Cette situation crée une impasse militaire dans laquelle les royaux sont en mesure de renforcer les forces de la province alors que les réseaux de clientèle de Mercœur et de ses lieutenants, moins prestigieux et puissants, ne peuvent récupérer à la même vitesse. La perte d’un lieutenant est donc un coup dur et difficilement remplaçable pour la Ligue. Ainsi les royaux peuvent à partir de 1594 diviser les ligueurs et les rallier un à un. Dans une lettre du 3 mars 1595, Duplessis-Mornay écrit : « Pour [les négociations de ralliement] des sieurs marquis de Belle Isle, Boisdauphin et Talouët, elles sont bien acheminées ; mais seroit besoin pour les achever au plustost, que sa majesté lui feist entendre les ouvertures et offres qui leur pourroient estre faictes pour leur contentement »713

De l’autre côté du golfe de Gascogne, les Espagnols ont les moyens de mener un conflit en Bretagne, mais leur situation militaire et surtout financière n’est pas avantageuse.
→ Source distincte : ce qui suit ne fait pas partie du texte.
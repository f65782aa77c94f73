use log::warn;

use crate::{storage::{Schema, Tuple}, transaction::Transaction, types::DbResult};

use super::sql_handler::handle_sql;

/// Column shape plus the rows produced by one statement. `CREATE TABLE`
/// and other DDL return an empty schema and no rows; DML returns the
/// single `affected_rows` summary row its executor produces; `SELECT`
/// returns whatever rows its operator tree yields.
pub struct QueryResult {
    pub schema: Schema,
    pub rows: Vec<Tuple>,
}

/// One client connection's unit of interaction with the engine. Each
/// statement runs in its own transaction: strict 2PL means nothing
/// needs to span statements unless a client explicitly starts one, and
/// this engine doesn't expose multi-statement transactions over the
/// wire protocol.
pub struct Session {}

impl Session {
    pub fn new() -> Self {
        Self {}
    }

    pub fn execute(&mut self, sql_text: &str) -> DbResult<QueryResult> {
        let tx = Transaction::new();
        match handle_sql(&tx, sql_text) {
            Ok(result) => {
                tx.commit()?;
                Ok(result)
            }
            Err(e) => {
                if let Err(abort_err) = tx.abort() {
                    warn!("abort after failed statement also failed: {}", abort_err);
                }
                Err(e)
            }
        }
    }
}

impl Default for Session {
    fn default() -> Self {
        Self::new()
    }
}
En effet, les forces espagnoles sont dispersées sur la majeure partie de l’Europe occidentale, et la Bretagne n’est pas la première préoccupation de Philippe II. La province ne reçoit donc pas les ressources financières et humaines nécessaires pour obtenir des résultats probants par rapport à la stratégie qu’Hervé Le Goff a mise en lumière. Néanmoins, les investissements espagnols sont indéniables pour assurer la sécurité d’un corps expéditionnaire qui ne peut accomplir son principal objectif, la prise de Brest, seul, et dont l’allié n’a aucune intention de l’aider à atteindre cet objectif.